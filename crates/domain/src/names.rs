//! Validated character name.

use serde::{Deserialize, Serialize};
use std::fmt;

use crate::error::DomainError;

const MAX_NAME_LENGTH: usize = 100;

/// A validated character name (non-empty, <=100 chars, trimmed)
#[derive(Debug, Clone, PartialEq, Eq, Hash, Serialize, Deserialize)]
#[serde(try_from = "String", into = "String")]
pub struct CharacterName(String);

impl CharacterName {
    /// Create a new validated character name.
    ///
    /// # Errors
    ///
    /// Returns `DomainError::Validation` if the trimmed name is empty or
    /// longer than 100 characters.
    pub fn new(name: impl Into<String>) -> Result<Self, DomainError> {
        let name = name.into();
        let trimmed = name.trim();
        if trimmed.is_empty() {
            return Err(DomainError::validation("Character name cannot be empty"));
        }
        if trimmed.chars().count() > MAX_NAME_LENGTH {
            return Err(DomainError::validation(format!(
                "Character name cannot exceed {} characters",
                MAX_NAME_LENGTH
            )));
        }
        Ok(Self(trimmed.to_string()))
    }

    pub fn as_str(&self) -> &str {
        &self.0
    }
}

impl fmt::Display for CharacterName {
    fn fmt(&self, f: &mut fmt::Formatter<'_>) -> fmt::Result {
        write!(f, "{}", self.0)
    }
}

impl TryFrom<String> for CharacterName {
    type Error = DomainError;

    fn try_from(s: String) -> Result<Self, Self::Error> {
        Self::new(s)
    }
}

impl From<CharacterName> for String {
    fn from(name: CharacterName) -> String {
        name.0
    }
}

#[cfg(test)]
mod tests {
    use super::*;

    #[test]
    fn trims_whitespace() {
        let name = CharacterName::new("  Thorin  ").unwrap();
        assert_eq!(name.as_str(), "Thorin");
    }

    #[test]
    fn rejects_empty_and_blank() {
        assert!(CharacterName::new("").is_err());
        assert!(CharacterName::new("   ").is_err());
    }

    #[test]
    fn rejects_too_long() {
        let long = "a".repeat(MAX_NAME_LENGTH + 1);
        assert!(matches!(
            CharacterName::new(long),
            Err(DomainError::Validation(_))
        ));
        assert!(CharacterName::new("a".repeat(MAX_NAME_LENGTH)).is_ok());
    }

    #[test]
    fn serde_validates() {
        let ok: CharacterName = serde_json::from_str("\"Thorin\"").unwrap();
        assert_eq!(ok.as_str(), "Thorin");
        assert!(serde_json::from_str::<CharacterName>("\"  \"").is_err());
    }
}
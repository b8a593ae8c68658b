//! Unified error types for the domain layer
//!
//! Provides a common error type that can be used across all domain operations,
//! enabling consistent error handling without forcing adapters to use String or anyhow.

use thiserror::Error;

/// Unified error type for domain operations
#[derive(Debug, Error, Clone, PartialEq, Eq)]
pub enum DomainError {
    /// Validation failed (e.g., invalid field values)
    #[error("Validation failed: {0}")]
    Validation(String),

    /// Invalid ID format
    #[error("Invalid ID format: {0}")]
    InvalidId(String),

    /// Entity not found
    #[error("Entity not found: {entity_type} with id {id}")]
    NotFound {
        entity_type: &'static str,
        id: String,
    },

    /// Business rule violation
    #[error("Constraint violation: {0}")]
    Constraint(String),

    /// Parse error (for value objects)
    #[error("Parse error: {0}")]
    Parse(String),

    /// State transition not allowed
    #[error("Invalid state transition: {0}")]
    InvalidStateTransition(String),
}

impl DomainError {
    /// Creates a validation error for business rule violations.
    ///
    /// Use this when domain invariants or constraints are violated:
    /// - Required fields are empty or missing
    /// - Values are outside allowed ranges
    /// - A character is loaded into an editor that cannot handle it
    ///
    /// # Example
    /// ```ignore
    /// if name.is_empty() {
    ///     return Err(DomainError::validation("Character name cannot be empty"));
    /// }
    /// ```
    pub fn validation(msg: impl Into<String>) -> Self {
        Self::Validation(msg.into())
    }

    /// Create a not found error
    pub fn not_found(entity_type: &'static str, id: impl Into<String>) -> Self {
        Self::NotFound {
            entity_type,
            id: id.into(),
        }
    }

    /// Create a constraint violation error
    pub fn constraint(msg: impl Into<String>) -> Self {
        Self::Constraint(msg.into())
    }

    /// Create an invalid ID error
    pub fn invalid_id(msg: impl Into<String>) -> Self {
        Self::InvalidId(msg.into())
    }

    /// Creates a parse error for string-to-type conversion failures.
    pub fn parse(msg: impl Into<String>) -> Self {
        Self::Parse(msg.into())
    }

    /// Create an invalid state transition error
    pub fn invalid_state_transition(msg: impl Into<String>) -> Self {
        Self::InvalidStateTransition(msg.into())
    }
}
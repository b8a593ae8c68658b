//! Request bodies sent to the rules backend.

use serde::{Deserialize, Deserializer, Serialize};

/// Distinguishes an absent field from an explicit `null` when deserializing
/// `Option<Option<T>>` fields.
fn deserialize_some<'de, T, D>(deserializer: D) -> Result<Option<T>, D::Error>
where
    T: Deserialize<'de>,
    D: Deserializer<'de>,
{
    Deserialize::deserialize(deserializer).map(Some)
}

/// `POST /characters`
#[derive(Debug, Clone, PartialEq, Eq, Serialize, Deserialize)]
pub struct CreateCharacterRequest {
    pub name: String,
}

/// The six base scores as sent over the wire.
#[derive(Debug, Clone, Copy, PartialEq, Eq, Serialize, Deserialize)]
pub struct AbilityScoresDto {
    pub strength: u8,
    pub dexterity: u8,
    pub constitution: u8,
    pub intelligence: u8,
    pub wisdom: u8,
    pub charisma: u8,
}

/// `PATCH /characters/:id`
///
/// Absent fields are left untouched. `subrace_id: Some(None)` is sent as an
/// explicit `null` and clears the subrace.
#[derive(Debug, Clone, PartialEq, Eq, Default, Serialize, Deserialize)]
pub struct UpdateCharacterRequest {
    #[serde(default, skip_serializing_if = "Option::is_none")]
    pub name: Option<String>,
    #[serde(default, skip_serializing_if = "Option::is_none")]
    pub race_id: Option<i64>,
    #[serde(
        default,
        skip_serializing_if = "Option::is_none",
        deserialize_with = "deserialize_some"
    )]
    pub subrace_id: Option<Option<i64>>,
    #[serde(default, skip_serializing_if = "Option::is_none")]
    pub background_id: Option<i64>,
    #[serde(default, skip_serializing_if = "Option::is_none")]
    pub ability_scores: Option<AbilityScoresDto>,
    #[serde(default, skip_serializing_if = "Option::is_none")]
    pub ability_score_method: Option<String>,
    #[serde(default, skip_serializing_if = "Option::is_none")]
    pub status: Option<String>,
}

/// `POST /characters/:id/classes`
#[derive(Debug, Clone, PartialEq, Eq, Serialize, Deserialize)]
pub struct AddClassRequest {
    pub class_id: i64,
    pub level: u8,
    pub is_primary: bool,
}

/// `POST /characters/:id/choices/:choiceId`
#[derive(Debug, Clone, PartialEq, Eq, Serialize, Deserialize)]
pub struct ResolveChoiceRequest {
    pub source: String,
    pub choice_group: String,
    pub selected: Vec<String>,
}

/// `POST /characters/:id/equipment`
///
/// Exactly one of `item_id` and `custom_name` is set; custom rows carry
/// free-text items that have no catalog entry.
#[derive(Debug, Clone, PartialEq, Eq, Serialize, Deserialize)]
pub struct AddEquipmentRequest {
    #[serde(default, skip_serializing_if = "Option::is_none")]
    pub item_id: Option<i64>,
    #[serde(default, skip_serializing_if = "Option::is_none")]
    pub custom_name: Option<String>,
    pub quantity: u32,
}

/// `POST /characters/:id/spells`
#[derive(Debug, Clone, PartialEq, Eq, Serialize, Deserialize)]
pub struct AddSpellRequest {
    pub spell_id: i64,
}

/// `POST /characters/:id/classes/:slug/hp-choice`
#[derive(Debug, Clone, PartialEq, Eq, Serialize, Deserialize)]
pub struct HpChoiceRequest {
    pub method: String,
}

§ §

• **Task to complete**: Among the lines of the material, find those that hold the word "unwrap" and copy them.

• **Exercise solution**:
        let name = CharacterName::new("  Thorin  ").unwrap();
        let ok: CharacterName = serde_json::from_str("\"Thorin\"").unwrap();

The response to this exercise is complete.